75 mila batterie contraffatte con il marchio Maxell sono state sequestrate da Guardia di Finanza e Ufficio delle Dogane nel porto di Trieste dove erano arrivate su un container proveniente dalla Cina.
La merce, per un valore complessivo di circa 450 mila euro, è stata individuata grazie agli strumenti di analisi dei profili di rischio dei flussi merceologici.

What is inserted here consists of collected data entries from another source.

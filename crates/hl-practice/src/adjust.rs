//! Single structural changes used by "adjust" questions.

use crate::error::PracticeResult;
use hl_core::{RandomSource, fmt_value, pick_uniform};
use hl_hydraulics::{
    BRANCH_DIAMETER, BranchId, Catalog, LineId, MasterNozzle, Nozzle, Scenario,
};
use serde::{Deserialize, Serialize};

pub const LENGTH_STEPS_FT: [f64; 2] = [50.0, 100.0];
pub const ELEVATION_STEPS_FT: [f64; 2] = [10.0, 20.0];

#[derive(Debug, Clone, PartialEq, Serialize, Deserialize)]
#[serde(tag = "type", rename_all = "snake_case")]
pub enum Adjustment {
    LengthenMain { add_ft: f64 },
    LengthenBranch { branch: BranchId, add_ft: f64 },
    LengthenSupply { line: LineId, add_ft: f64 },
    RaiseElevation { add_ft: f64 },
    SwapNozzle { nozzle: Nozzle },
    SwapBranchNozzle { branch: BranchId, nozzle: Nozzle },
    SwapMasterNozzle { nozzle: MasterNozzle },
}

impl Adjustment {
    /// Copy of `base` with this change applied. A change that does not fit the
    /// topology leaves the copy untouched.
    pub fn apply(&self, base: &Scenario) -> Scenario {
        let mut next = base.clone();
        match (self, &mut next) {
            (Adjustment::LengthenMain { add_ft }, Scenario::Single(s)) => s.main_length_ft += add_ft,
            (Adjustment::LengthenMain { add_ft }, Scenario::Wye2(w)) => w.main_length_ft += add_ft,
            (Adjustment::LengthenBranch { branch, add_ft }, Scenario::Wye2(w)) => {
                w.branch_mut(*branch).length_ft += add_ft;
            }
            (Adjustment::LengthenSupply { line, add_ft }, Scenario::Master(m)) => {
                m.line_mut(*line).length_ft += add_ft;
            }
            (Adjustment::RaiseElevation { add_ft }, scenario) => {
                let raised = scenario.elevation_ft() + add_ft;
                scenario.set_elevation_ft(raised);
            }
            (Adjustment::SwapNozzle { nozzle }, Scenario::Single(s)) => s.nozzle = nozzle.clone(),
            (Adjustment::SwapBranchNozzle { branch, nozzle }, Scenario::Wye2(w)) => {
                w.branch_mut(*branch).nozzle = nozzle.clone();
            }
            (Adjustment::SwapMasterNozzle { nozzle }, Scenario::Master(m)) => {
                m.master_nozzle = nozzle.clone();
            }
            (adjustment, scenario) => {
                tracing::warn!(
                    ?adjustment,
                    kind = scenario.kind().label(),
                    "adjustment does not fit layout; left unchanged"
                );
            }
        }
        next
    }

    /// Plain-language instruction shown in the prompt.
    pub fn describe(&self, base: &Scenario) -> String {
        match self {
            Adjustment::LengthenMain { add_ft } => match base {
                Scenario::Wye2(_) => format!("Add {}' to the line feeding the wye", fmt_value(*add_ft)),
                _ => format!("Add {}' to the attack line", fmt_value(*add_ft)),
            },
            Adjustment::LengthenBranch { branch, add_ft } => {
                format!("Add {}' to branch {}", fmt_value(*add_ft), branch.label())
            }
            Adjustment::LengthenSupply { line, add_ft } => {
                format!("Add {}' to supply line {}", fmt_value(*add_ft), line.number())
            }
            Adjustment::RaiseElevation { add_ft } => {
                format!("The crew advances {}' higher", fmt_value(*add_ft))
            }
            Adjustment::SwapNozzle { nozzle } => format!("Swap the nozzle for a {nozzle}"),
            Adjustment::SwapBranchNozzle { branch, nozzle } => {
                format!("Swap branch {}'s nozzle for a {nozzle}", branch.label())
            }
            Adjustment::SwapMasterNozzle { nozzle } => {
                format!("Swap the master stream device for a {nozzle}")
            }
        }
    }
}

#[derive(Debug, Clone)]
enum Change {
    LengthenMain,
    LengthenBranch(BranchId),
    LengthenSupply(LineId),
    RaiseElevation,
    SwapNozzle(Vec<Nozzle>),
    SwapBranchNozzle(BranchId, Vec<Nozzle>),
    SwapMasterNozzle(Vec<MasterNozzle>),
}

/// Pick one change appropriate to the layout's topology.
pub fn choose_adjustment(
    scenario: &Scenario,
    catalog: &Catalog,
    rng: &mut dyn RandomSource,
) -> PracticeResult<Adjustment> {
    let mut changes = Vec::new();
    match scenario {
        Scenario::Single(s) => {
            changes.extend([Change::LengthenMain, Change::RaiseElevation]);
            let options = handline_alternatives(catalog, &s.main_diameter, &s.nozzle);
            if !options.is_empty() {
                changes.push(Change::SwapNozzle(options));
            }
        }
        Scenario::Wye2(w) => {
            changes.extend([
                Change::LengthenMain,
                Change::LengthenBranch(BranchId::A),
                Change::LengthenBranch(BranchId::B),
                Change::RaiseElevation,
            ]);
            for id in [BranchId::A, BranchId::B] {
                let options = handline_alternatives(catalog, BRANCH_DIAMETER, &w.branch(id).nozzle);
                if !options.is_empty() {
                    changes.push(Change::SwapBranchNozzle(id, options));
                }
            }
        }
        Scenario::Master(m) => {
            changes.extend([
                Change::LengthenSupply(LineId::One),
                Change::LengthenSupply(LineId::Two),
                Change::RaiseElevation,
            ]);
            let options = master_alternatives(catalog, &m.master_nozzle);
            if !options.is_empty() {
                changes.push(Change::SwapMasterNozzle(options));
            }
        }
    }

    let adjustment = match pick_uniform(rng, &changes)? {
        Change::LengthenMain => Adjustment::LengthenMain {
            add_ft: *pick_uniform(rng, &LENGTH_STEPS_FT)?,
        },
        Change::LengthenBranch(branch) => Adjustment::LengthenBranch {
            branch: *branch,
            add_ft: *pick_uniform(rng, &LENGTH_STEPS_FT)?,
        },
        Change::LengthenSupply(line) => Adjustment::LengthenSupply {
            line: *line,
            add_ft: *pick_uniform(rng, &LENGTH_STEPS_FT)?,
        },
        Change::RaiseElevation => Adjustment::RaiseElevation {
            add_ft: *pick_uniform(rng, &ELEVATION_STEPS_FT)?,
        },
        Change::SwapNozzle(options) => Adjustment::SwapNozzle {
            nozzle: pick_uniform(rng, options)?.clone(),
        },
        Change::SwapBranchNozzle(branch, options) => Adjustment::SwapBranchNozzle {
            branch: *branch,
            nozzle: pick_uniform(rng, options)?.clone(),
        },
        Change::SwapMasterNozzle(options) => Adjustment::SwapMasterNozzle {
            nozzle: pick_uniform(rng, options)?.clone(),
        },
    };
    Ok(adjustment)
}

fn handline_alternatives(catalog: &Catalog, diameter: &str, current: &Nozzle) -> Vec<Nozzle> {
    catalog
        .handline_nozzles(diameter)
        .map(|def| def.nozzle())
        .filter(|n| n != current)
        .collect()
}

fn master_alternatives(catalog: &Catalog, current: &MasterNozzle) -> Vec<MasterNozzle> {
    catalog
        .master_nozzles()
        .filter_map(|def| def.master_nozzle())
        .filter(|n| n != current)
        .collect()
}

Nonostante il confezionamento che ricordava i prodotti originali, l’assenza del codice a barre e la dimensione delle scatole ha fatto scattare l’allarme che, dopo un contatto con i veri produttori delle batterie, ha portato al sequestro della merce.
Le indagini sui responsabili del traffico illecito, che rischiano da quattro a sei anni di reclusione, sono ancora in corso, ma Guardia di Finanza e Ufficio delle Dogane hanno reso noto i dettagli dell’ operazione in considerazione delle pericolosità dei prodotti contraffatti che possono surriscaldarsi o perdere materiale corrosivo.  La destinazione delle batterie era l’Austria, ma le Fiamme Gialle di Trieste sono convinte che il traffico potesse contare su una rete di distribuzione illegale, soprattutto in Italia.